[[ Records shown open ]]

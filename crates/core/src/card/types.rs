//! Canonical card record shared by every index in the catalog.

use serde::{Deserialize, Serialize};

/// Image shown for identifiers the catalog does not know about.
pub const MISSING_IMAGE_URL: &str = "https://img.scryfall.com/errors/missing.jpg";

/// Name carried by placeholder cards.
pub const PLACEHOLDER_NAME: &str = "Invalid Card";

/// One printing of a card, converted from an upstream record.
#[derive(Debug, Clone, PartialEq, Serialize, Deserialize)]
pub struct Card {
    /// Stable printing identifier. Back faces carry the front id plus `2`.
    #[serde(rename = "_id")]
    pub id: String,
    #[serde(default)]
    pub oracle_id: String,
    pub name: String,
    /// `normalize(name)`.
    pub name_lower: String,
    /// `"{name} [{set}-{collector_number}]"`.
    pub full_name: String,
    #[serde(default)]
    pub set: String,
    #[serde(default)]
    pub collector_number: String,
    #[serde(default)]
    pub rarity: String,
    #[serde(default)]
    pub oracle_text: String,
    #[serde(default)]
    pub cmc: f64,
    /// Mana symbols, lowercased and in reverse printed order.
    #[serde(default)]
    pub parsed_cost: Vec<String>,
    #[serde(default)]
    pub colors: Vec<String>,
    #[serde(default)]
    pub color_identity: Vec<String>,
    #[serde(default)]
    pub colorcategory: Option<ColorCategory>,
    #[serde(default)]
    pub legalities: Legalities,
    #[serde(rename = "type", default)]
    pub type_line: String,
    #[serde(default, skip_serializing_if = "Option::is_none")]
    pub power: Option<String>,
    #[serde(default, skip_serializing_if = "Option::is_none")]
    pub toughness: Option<String>,
    #[serde(default, skip_serializing_if = "Option::is_none")]
    pub loyalty: Option<String>,
    #[serde(default)]
    pub layout: String,
    #[serde(default)]
    pub artist: String,
    #[serde(default)]
    pub scryfall_uri: String,
    #[serde(default)]
    pub border_color: String,
    #[serde(default)]
    pub language: String,
    #[serde(default)]
    pub promo: bool,
    #[serde(default)]
    pub digital: bool,
    #[serde(rename = "isToken", default)]
    pub is_token: bool,
    #[serde(default)]
    pub full_art: bool,
    #[serde(default, skip_serializing_if = "Option::is_none")]
    pub tcgplayer_id: Option<u64>,
    /// Release date of the printing's set, `YYYY-MM-DD`.
    #[serde(default)]
    pub released_at: String,
    /// Set for secondary faces; those never feed the `cardimages` index.
    #[serde(rename = "isExtra", default)]
    pub is_extra: bool,
    #[serde(default)]
    pub image_small: String,
    #[serde(default)]
    pub image_normal: String,
    #[serde(default)]
    pub art_crop: String,
    #[serde(default, skip_serializing_if = "Option::is_none")]
    pub image_flip: Option<String>,
    /// True only for placeholder cards.
    #[serde(default)]
    pub error: bool,
}

impl Card {
    /// Sentinel card for an identifier that could not be resolved.
    pub fn placeholder(id: &str) -> Self {
        Self {
            id: id.to_string(),
            oracle_id: String::new(),
            name: PLACEHOLDER_NAME.to_string(),
            name_lower: PLACEHOLDER_NAME.to_lowercase(),
            full_name: PLACEHOLDER_NAME.to_string(),
            set: String::new(),
            collector_number: String::new(),
            rarity: String::new(),
            oracle_text: String::new(),
            cmc: 0.0,
            parsed_cost: Vec::new(),
            colors: Vec::new(),
            color_identity: Vec::new(),
            colorcategory: Some(ColorCategory::Colorless),
            legalities: Legalities::default(),
            type_line: String::new(),
            power: None,
            toughness: None,
            loyalty: None,
            layout: String::new(),
            artist: String::new(),
            scryfall_uri: String::new(),
            border_color: String::new(),
            language: String::new(),
            promo: false,
            digital: false,
            is_token: false,
            full_art: false,
            tcgplayer_id: None,
            released_at: String::new(),
            is_extra: false,
            image_small: String::new(),
            image_normal: MISSING_IMAGE_URL.to_string(),
            art_crop: String::new(),
            image_flip: None,
            error: true,
        }
    }

    /// Whether this printing is a sensible default to show for its name.
    ///
    /// Rules out secondary faces, promos, digital-only and token printings,
    /// gold-bordered and non-English printings, printings without a
    /// marketplace id, the Mystery Booster sets, starred collector numbers
    /// and art series cards.
    pub fn is_reasonable(&self) -> bool {
        !self.is_extra
            && !self.promo
            && !self.digital
            && !self.is_token
            && self.border_color != "gold"
            && self.language == "en"
            && self.tcgplayer_id.is_some()
            && !UNREASONABLE_SETS.contains(&self.set.as_str())
            && !self.collector_number.contains('\u{2605}')
            && self.layout != "art_series"
    }
}

/// Sets whose printings are never picked as a default.
const UNREASONABLE_SETS: [&str; 2] = ["myb", "mb1"];

/// Coarse single-letter color grouping used for sorting and display.
#[derive(Debug, Clone, Copy, PartialEq, Eq, Hash, Serialize, Deserialize)]
pub enum ColorCategory {
    #[serde(rename = "w")]
    White,
    #[serde(rename = "u")]
    Blue,
    #[serde(rename = "b")]
    Black,
    #[serde(rename = "r")]
    Red,
    #[serde(rename = "g")]
    Green,
    #[serde(rename = "m")]
    Multicolored,
    #[serde(rename = "c")]
    Colorless,
    #[serde(rename = "l")]
    Lands,
}

impl ColorCategory {
    /// Category for a single color letter, case-insensitive.
    pub fn from_color(color: &str) -> Option<Self> {
        match color.to_ascii_lowercase().as_str() {
            "w" => Some(Self::White),
            "u" => Some(Self::Blue),
            "b" => Some(Self::Black),
            "r" => Some(Self::Red),
            "g" => Some(Self::Green),
            _ => None,
        }
    }

    /// Derive the category from a type line and a color identity.
    ///
    /// Lands win over everything else. An identity holding one token that is
    /// not a known color has no category.
    pub fn derive(type_line: &str, color_identity: &[String]) -> Option<Self> {
        if type_line.contains("Land") {
            return Some(Self::Lands);
        }

        let mut distinct: Vec<String> = color_identity
            .iter()
            .map(|c| c.to_ascii_lowercase())
            .collect();
        distinct.sort();
        distinct.dedup();

        match distinct.as_slice() {
            [] => Some(Self::Colorless),
            [single] => Self::from_color(single),
            _ => Some(Self::Multicolored),
        }
    }

    pub fn as_str(&self) -> &'static str {
        match self {
            Self::White => "w",
            Self::Blue => "u",
            Self::Black => "b",
            Self::Red => "r",
            Self::Green => "g",
            Self::Multicolored => "m",
            Self::Colorless => "c",
            Self::Lands => "l",
        }
    }
}

/// Formats tracked in the legality table.
pub const SUPPORTED_FORMATS: [&str; 10] = [
    "Legacy",
    "Modern",
    "Standard",
    "Pioneer",
    "Pauper",
    "Brawl",
    "Historic",
    "Commander",
    "Penny",
    "Vintage",
];

/// Per-format legality. Formats missing upstream are not legal.
#[derive(Debug, Clone, Copy, Default, PartialEq, Eq, Serialize, Deserialize)]
#[serde(rename_all = "PascalCase")]
pub struct Legalities {
    #[serde(default)]
    pub legacy: bool,
    #[serde(default)]
    pub modern: bool,
    #[serde(default)]
    pub standard: bool,
    #[serde(default)]
    pub pioneer: bool,
    #[serde(default)]
    pub pauper: bool,
    #[serde(default)]
    pub brawl: bool,
    #[serde(default)]
    pub historic: bool,
    #[serde(default)]
    pub commander: bool,
    #[serde(default)]
    pub penny: bool,
    #[serde(default)]
    pub vintage: bool,
}

impl Legalities {
    /// Look up a format by its display name (`"Modern"`) or upstream key (`"modern"`).
    pub fn get(&self, format: &str) -> Option<bool> {
        self.slot(format).map(|slot| *slot)
    }

    /// Record a legality, ignoring formats outside the table.
    pub fn set(&mut self, format: &str, legal: bool) {
        if let Some(slot) = self.slot_mut(format) {
            *slot = legal;
        }
    }

    fn slot(&self, format: &str) -> Option<&bool> {
        match format.to_ascii_lowercase().as_str() {
            "legacy" => Some(&self.legacy),
            "modern" => Some(&self.modern),
            "standard" => Some(&self.standard),
            "pioneer" => Some(&self.pioneer),
            "pauper" => Some(&self.pauper),
            "brawl" => Some(&self.brawl),
            "historic" => Some(&self.historic),
            "commander" => Some(&self.commander),
            "penny" => Some(&self.penny),
            "vintage" => Some(&self.vintage),
            _ => None,
        }
    }

    fn slot_mut(&mut self, format: &str) -> Option<&mut bool> {
        match format.to_ascii_lowercase().as_str() {
            "legacy" => Some(&mut self.legacy),
            "modern" => Some(&mut self.modern),
            "standard" => Some(&mut self.standard),
            "pioneer" => Some(&mut self.pioneer),
            "pauper" => Some(&mut self.pauper),
            "brawl" => Some(&mut self.brawl),
            "historic" => Some(&mut self.historic),
            "commander" => Some(&mut self.commander),
            "penny" => Some(&mut self.penny),
            "vintage" => Some(&mut self.vintage),
            _ => None,
        }
    }
}

/// A card as served to display code, with the image to render.
#[derive(Debug, Clone, PartialEq, Serialize, Deserialize)]
pub struct CardDetails {
    #[serde(flatten)]
    pub card: Card,
    pub display_image: String,
}

impl From<Card> for CardDetails {
    fn from(card: Card) -> Self {
        let display_image = card.image_normal.clone();
        Self {
            card,
            display_image,
        }
    }
}
//! Scryfall bulk-data client.
//!
//! Two requests per fetch: the bulk-data index, then the download URI of the
//! `default_cards` entry. The second response is one large JSON array and is
//! parsed off the async runtime.

use std::time::Duration;

use async_trait::async_trait;
use reqwest::{Client, Response};
use serde::{Deserialize, Serialize};
use tracing::{debug, info, warn};

use super::{FeedBatch, FeedError, UpstreamFeed};
use crate::card::RawCard;
use crate::config::UpstreamConfig;

/// Bulk-data type holding one record per printing in its default language.
pub const DEFAULT_CARDS_TYPE: &str = "default_cards";

/// Scryfall client configuration.
#[derive(Debug, Clone, Serialize, Deserialize)]
pub struct ScryfallConfig {
    pub bulk_data_url: String,
    pub user_agent: String,
    pub timeout_secs: u64,
}

impl From<&UpstreamConfig> for ScryfallConfig {
    fn from(config: &UpstreamConfig) -> Self {
        Self {
            bulk_data_url: config.bulk_data_url.clone(),
            user_agent: config.user_agent.clone(),
            timeout_secs: config.timeout_secs,
        }
    }
}

impl Default for ScryfallConfig {
    fn default() -> Self {
        Self::from(&UpstreamConfig::default())
    }
}

/// Fetches the default-cards bulk file.
pub struct ScryfallBulkFeed {
    client: Client,
    bulk_data_url: String,
}

impl ScryfallBulkFeed {
    pub fn new(config: ScryfallConfig) -> Result<Self, FeedError> {
        let client = Client::builder()
            .user_agent(&config.user_agent)
            .timeout(Duration::from_secs(config.timeout_secs))
            .build()?;

        Ok(Self {
            client,
            bulk_data_url: config.bulk_data_url,
        })
    }

    async fn get(&self, url: &str) -> Result<Response, FeedError> {
        let response = self
            .client
            .get(url)
            .header(reqwest::header::ACCEPT, "application/json")
            .send()
            .await?;

        let status = response.status();
        if !status.is_success() {
            let body = response.text().await.unwrap_or_default();
            return Err(FeedError::Api {
                status: status.as_u16(),
                message: body,
            });
        }
        Ok(response)
    }

    /// Resolve the download URI of the default-cards file.
    pub async fn default_cards_uri(&self) -> Result<String, FeedError> {
        debug!(url = %self.bulk_data_url, "Fetching bulk-data index");
        let index: BulkDataIndex = self.get(&self.bulk_data_url).await?.json().await.map_err(|e| {
            FeedError::Parse(format!("Failed to parse bulk-data index: {}", e))
        })?;
        select_download_uri(&index, DEFAULT_CARDS_TYPE)
    }
}

#[async_trait]
impl UpstreamFeed for ScryfallBulkFeed {
    fn name(&self) -> &str {
        "scryfall"
    }

    async fn fetch_default_cards(&self) -> Result<FeedBatch, FeedError> {
        let uri = self.default_cards_uri().await?;
        info!(uri = %uri, "Downloading default cards");

        let bytes = self.get(&uri).await?.bytes().await?;
        let size = bytes.len();

        let batch = tokio::task::spawn_blocking(move || parse_records(&bytes))
            .await
            .map_err(|e| FeedError::Parse(format!("Parse task failed: {}", e)))??;

        info!(
            bytes = size,
            records = batch.len(),
            malformed = batch.malformed,
            "Downloaded default cards"
        );
        Ok(batch)
    }
}

/// Parse a JSON array of printing records.
///
/// Only a document that is not an array fails. Elements that do not fit the
/// record shape are logged and counted in `FeedBatch::malformed`.
pub(crate) fn parse_records(bytes: &[u8]) -> Result<FeedBatch, FeedError> {
    let values: Vec<serde_json::Value> =
        serde_json::from_slice(bytes).map_err(|e| FeedError::Parse(e.to_string()))?;

    let mut batch = FeedBatch {
        records: Vec::with_capacity(values.len()),
        malformed: 0,
    };
    for (index, value) in values.into_iter().enumerate() {
        match serde_json::from_value::<RawCard>(value) {
            Ok(record) => batch.records.push(record),
            Err(e) => {
                warn!(index, error = %e, "Skipping malformed record");
                batch.malformed += 1;
            }
        }
    }
    Ok(batch)
}

#[derive(Debug, Deserialize)]
struct BulkDataIndex {
    #[serde(default)]
    data: Vec<BulkDataEntry>,
}

#[derive(Debug, Deserialize)]
struct BulkDataEntry {
    #[serde(rename = "type")]
    kind: String,
    download_uri: String,
}

fn select_download_uri(index: &BulkDataIndex, kind: &str) -> Result<String, FeedError> {
    index
        .data
        .iter()
        .find(|entry| entry.kind == kind)
        .map(|entry| entry.download_uri.clone())
        .ok_or_else(|| FeedError::MissingBulkEntry(kind.to_string()))
}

[[ Records shown closed ]]

* **What this task involves**: Beginning with the top line of the data above, output every line exactly until the one that contains "an upstream record.", and include that one too.

* **Answer to this task**:
filename crates/core/src/card/types.rs
//! Canonical card record shared by every index in the catalog.

use serde::{Deserialize, Serialize};

/// Image shown for identifiers the catalog does not know about.
pub const MISSING_IMAGE_URL: &str = "https://img.scryfall.com/errors/missing.jpg";

/// Name carried by placeholder cards.
pub const PLACEHOLDER_NAME: &str = "Invalid Card";

/// One printing of a card, converted from an upstream record.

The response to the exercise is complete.